À partir d’un croisement des thèmes existentiels analysés par Yalom (2008) et des trois formes de traitement narratif que nous avons repérées (traitement naturaliste, figuratif ou métaphorique, voir plus loin), nous analyserons quelques oeuvres en fonction de leurs caractéristiques plastiques, textuelles et de format, qui répondent des trois caractéristiques que nous avons explicitées : leur accessibilité (pour les enfants d’âge maternel), leur affrontement à un des quatre thèmes existentiels cités, et leur façon de proposer, le cas échéant, sans recourir à un tiers secourable ou à un sens déjà là, une solution, conciliant ainsi ouverture et étayage.
2. Contexte théorique
2.1 Les thèmes existentiels
Le repérage des thèmes existentiels se fera à partir de l’oeuvre maîtresse d’Irvin Yalom, Thérapie existentielle, à l’intersection de la psychologie humaniste et de la référence philosophique. En contexte éducatif normal et à destination d’enfants très jeunes, il s’agit d’abord de donner forme à des réponses possibles (plutôt que d’armer une réflexion conceptuelle, du type qu’est-ce que la liberté ?). Quatre thèmes sont recensés : la mort, la liberté, l’isolement, l’absence de sens. Le thème de la liberté comme celui de l’isolement se déclinent en deux sous-thèmes : la responsabilité et le vouloir, pour le premier ; être séparé des autres, être coupé (d’une partie) de soi, pour le second. Nous retiendrons les quatre grands thèmes dans l’ordre suivant : la mort, l’isolement, la liberté/responsabilité, et enfin l’absence de sens, présentés ci-après.
Le thème de la mort provoque généralement un certain déni, notamment quand on s’adresse aux enfants, du moins, en littérature de jeunesse, jusqu’à une époque récente (Porcar, 2006). Cette tendance à la marginalisation, voire ce recouvrement culturel de questionnements existentiels fondamentaux, justifie qu’on porte une attention particulière aux oeuvres culturelles qui les prennent en charge tout en étant destinées à la petite enfance. Nous serons attentifs à la façon dont le problème de la mort donne lieu à la construction d’une réponse dans les albums étudiés.
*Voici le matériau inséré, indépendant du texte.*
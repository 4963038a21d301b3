//! Per-category averaging.
//!
//! [`Averages`] collects one [`CategoryAverage`] per category label, all
//! sharing a sampling rate, a block shape `[C, L]`, the position of the
//! event inside the block (`center`) and the recording's bad channels.
//! Empty categories are kept as explicit entries with no data.
//!
//! The finished averages are laid out back to back along time for the
//! output container; [`Averages::category_content`] describes where each
//! block sits (times in µs).
use std::collections::BTreeMap;

use chrono::{DateTime, Utc};
use ndarray::{concatenate, Array2, ArrayView2, Axis};
use serde::{Deserialize, Serialize};

use crate::config::ErpConfig;
use crate::error::{ErpError, Result};
use crate::reference::average_reference_inplace;
use crate::segment::{seconds_to_samples, Segmentation};

/// Average of one category.
#[derive(Debug, Clone)]
pub struct CategoryAverage {
    pub label: String,
    pub codes: Vec<String>,
    /// `None` iff `retained == 0`.
    pub data: Option<Array2<f32>>,
    pub retained: usize,
    pub rejected: usize,
    pub out_of_range: usize,
}

impl CategoryAverage {
    pub fn is_empty(&self) -> bool {
        self.data.is_none()
    }
}

/// Mean of equally shaped segments, accumulated in f64.
pub fn mean_segments(segments: &[ArrayView2<'_, f32>]) -> Result<Option<Array2<f32>>> {
    let Some(first) = segments.first() else { return Ok(None) };
    let shape = first.dim();
    let mut acc = Array2::<f64>::zeros(shape);
    for seg in segments {
        if seg.dim() != shape {
            return Err(ErpError::processing(format!(
                "Segments have different shapes: {:?} vs {:?}",
                shape,
                seg.dim()
            )));
        }
        acc.zip_mut_with(seg, |a, &v| *a += v as f64);
    }
    let n = segments.len() as f64;
    Ok(Some(acc.mapv(|a| (a / n) as f32)))
}

/// Ordered set of category averages.
#[derive(Debug, Clone)]
pub struct Averages {
    sfreq: f64,
    /// Event position inside each block, in samples.
    center: usize,
    bads: Vec<usize>,
    categories: Vec<CategoryAverage>,
    average_reference: bool,
}

impl Averages {
    /// `center` is the event offset inside each block in seconds; `bads`
    /// are 1-based channel numbers.
    pub fn new(center: f64, sfreq: f64, bads: Vec<usize>) -> Self {
        let center = seconds_to_samples(center, sfreq).max(0) as usize;
        Self { sfreq, center, bads, categories: vec![], average_reference: false }
    }

    pub fn sfreq(&self) -> f64 {
        self.sfreq
    }

    pub fn center_samples(&self) -> usize {
        self.center
    }

    pub fn center_secs(&self) -> f64 {
        self.center as f64 / self.sfreq
    }

    pub fn bads(&self) -> &[usize] {
        &self.bads
    }

    pub fn categories(&self) -> &[CategoryAverage] {
        &self.categories
    }

    pub fn category(&self, label: &str) -> Option<&CategoryAverage> {
        self.categories.iter().find(|c| c.label == label)
    }

    /// Non-empty averages, in order.
    pub fn non_empty(&self) -> impl Iterator<Item = &CategoryAverage> + '_ {
        self.categories.iter().filter(|c| !c.is_empty())
    }

    /// `[C, L]` shared by every non-empty average.
    pub fn block_shape(&self) -> Option<(usize, usize)> {
        self.non_empty().find_map(|c| c.data.as_ref().map(|d| d.dim()))
    }

    pub fn is_average_referenced(&self) -> bool {
        self.average_reference
    }

    /// Average `segments` and append the result under `label`.
    pub fn add(
        &mut self,
        label: impl Into<String>,
        codes: Vec<String>,
        segments: &[ArrayView2<'_, f32>],
    ) -> Result<&CategoryAverage> {
        let data = mean_segments(segments)?;
        self.push(CategoryAverage {
            label: label.into(),
            codes,
            retained: segments.len(),
            data,
            rejected: 0,
            out_of_range: 0,
        })
    }

    /// Append a finished average (or an empty category when `data` is `None`).
    pub fn push(&mut self, mut category: CategoryAverage) -> Result<&CategoryAverage> {
        if self.categories.iter().any(|c| c.label == category.label) {
            return Err(ErpError::processing(format!("category \"{}\" added twice", category.label)));
        }
        if let Some(d) = category.data.as_mut() {
            self.check_block(&category.label, d)?;
            if self.average_reference {
                average_reference_inplace(d, &self.bads)?;
            }
        }
        let idx = self.categories.len();
        self.categories.push(category);
        Ok(&self.categories[idx])
    }

    fn check_block(&self, label: &str, data: &Array2<f32>) -> Result<()> {
        let (_, len) = data.dim();
        if self.center > len {
            return Err(ErpError::processing(format!(
                "Center ({} samples) cannot be larger than length ({len} samples)",
                self.center
            )));
        }
        if let Some(shape) = self.block_shape() {
            if shape != data.dim() {
                return Err(ErpError::processing(format!(
                    "average for \"{label}\" has shape {:?}, expected {shape:?}",
                    data.dim()
                )));
            }
        }
        Ok(())
    }

    /// Re-reference every current average, and every one added later, to
    /// the mean of the good channels.  Calling it twice is a no-op.
    pub fn set_average_reference(&mut self) -> Result<()> {
        if self.average_reference {
            return Ok(());
        }
        for cat in &mut self.categories {
            if let Some(d) = cat.data.as_mut() {
                average_reference_inplace(d, &self.bads)?;
            }
        }
        self.average_reference = true;
        Ok(())
    }

    /// Placement of each non-empty average in the concatenated output.
    pub fn category_content(&self) -> Result<Vec<CategoryEntry>> {
        let mut out = Vec::new();
        let mut begin = 0_i64;
        for cat in self.non_empty() {
            let Some(data) = cat.data.as_ref() else { continue };
            let duration = samples_to_micros(data.ncols(), self.sfreq);
            let evt = begin + samples_to_micros(self.center, self.sfreq);
            let mut keys = BTreeMap::new();
            keys.insert("#seg".to_owned(), KeyValue { kind: "long".into(), data: cat.retained as i64 });
            out.push(CategoryEntry {
                label: cat.label.clone(),
                status: "unedited".into(),
                name: "Average".into(),
                begin_time: begin,
                end_time: begin + duration,
                evt_begin: evt,
                evt_end: evt,
                channel_status: vec![ChannelStatus {
                    signal_bin: 1,
                    exclusion: "badChannels".into(),
                    channels: self.bads.clone(),
                }],
                keys,
            });
            begin += duration;
        }
        if out.is_empty() {
            return Err(ErpError::processing("No averages have been added"));
        }
        Ok(out)
    }

    /// Concatenate the non-empty averages along time, in category order.
    pub fn concatenated(&self) -> Result<Array2<f32>> {
        let views: Vec<ArrayView2<'_, f32>> =
            self.non_empty().filter_map(|c| c.data.as_ref().map(|d| d.view())).collect();
        if views.is_empty() {
            return Err(ErpError::processing("No averages have been added"));
        }
        concatenate(Axis(1), &views).map_err(|e| ErpError::processing(format!("concatenating averages: {e}")))
    }
}

fn samples_to_micros(samples: usize, sfreq: f64) -> i64 {
    (1e6 * samples as f64 / sfreq) as i64
}

/// Where one average sits in the concatenated output.
#[derive(Debug, Clone, PartialEq, Serialize, Deserialize)]
#[serde(rename_all = "camelCase")]
pub struct CategoryEntry {
    pub label: String,
    pub status: String,
    pub name: String,
    /// µs from the start of the output.
    pub begin_time: i64,
    pub end_time: i64,
    pub evt_begin: i64,
    pub evt_end: i64,
    pub channel_status: Vec<ChannelStatus>,
    pub keys: BTreeMap<String, KeyValue>,
}

#[derive(Debug, Clone, PartialEq, Serialize, Deserialize)]
#[serde(rename_all = "camelCase")]
pub struct ChannelStatus {
    pub signal_bin: u32,
    pub exclusion: String,
    pub channels: Vec<usize>,
}

#[derive(Debug, Clone, PartialEq, Serialize, Deserialize)]
pub struct KeyValue {
    #[serde(rename = "type")]
    pub kind: String,
    pub data: i64,
}

/// Average the surviving epochs of `segmentation` per configured category.
///
/// Categories without any surviving epoch are kept as empty entries and
/// logged.  Counts of rejected and out-of-range epochs are filled in.
/// The average reference is left to the caller ([`Averages::set_average_reference`]).
pub fn average_epochs(segmentation: &Segmentation, cfg: &ErpConfig, sfreq: f64, bads: &[usize]) -> Result<Averages> {
    let center = segmentation.event_offset as f64 / sfreq;
    let mut averages = Averages::new(center, sfreq, bads.to_vec());

    for label in cfg.category_labels() {
        let codes: Vec<String> = cfg.codes_for(label).into_iter().map(String::from).collect();
        let (kept, rejected): (Vec<_>, Vec<_>) = segmentation.epochs_in(label).partition(|e| !e.rejected);
        let views: Vec<ArrayView2<'_, f32>> = kept.iter().map(|e| e.data.view()).collect();

        let data = mean_segments(&views)?;
        if data.is_none() {
            log::warn!("category \"{label}\" has no surviving segments, leaving it empty");
        }
        averages.push(CategoryAverage {
            label: label.to_owned(),
            codes,
            data,
            retained: kept.len(),
            rejected: rejected.len(),
            out_of_range: segmentation.dropped_in(label),
        })?;
    }
    Ok(averages)
}

/// Output payload: concatenated averages plus their layout.
#[derive(Debug, Clone)]
pub struct AveragedRecording {
    /// [C, Σ L]
    pub data: Array2<f32>,
    pub sfreq: f64,
    pub ch_names: Vec<String>,
    pub bad_channels: Vec<usize>,
    pub categories: Vec<CategoryEntry>,
    pub start_time: Option<DateTime<Utc>>,
    pub device: Option<String>,
}

impl AveragedRecording {
    pub fn from_averages(
        averages: &Averages,
        ch_names: Vec<String>,
        start_time: Option<DateTime<Utc>>,
        device: Option<String>,
    ) -> Result<Self> {
        Ok(Self {
            data: averages.concatenated()?,
            sfreq: averages.sfreq(),
            ch_names,
            bad_channels: averages.bads().to_vec(),
            categories: averages.category_content()?,
            start_time,
            device,
        })
    }

    /// Sample index of each category's event marker.
    pub fn event_samples(&self) -> Vec<usize> {
        self.categories
            .iter()
            .map(|c| (c.evt_begin as f64 * self.sfreq / 1e6).round() as usize)
            .collect()
    }
}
Le thème de l’isolement est traditionnellement mieux intégré dans les récits auxquels accèdent habituellement les enfants. Pensons notamment aux nombreux récits traditionnels évoquant la condition d’orphelin. L’expérience de l’isolement, sous ses différentes nuances affectives, affleure plus aisément dans les représentations culturelles : sans doute est-elle moins exposée au déni qu’elle est, à proportion, plus accessible à la possibilité d’une réparation. Se retrouver après s’être perdu est, surtout en contexte postmoderne, nettement moins inatteignable que de retrouver celui ou celle qu’on a perdu (au sens, cette fois, du décès). Il s’agira pour nous de repérer quelles issues sont proposées à cet isolement dans les albums étudiés.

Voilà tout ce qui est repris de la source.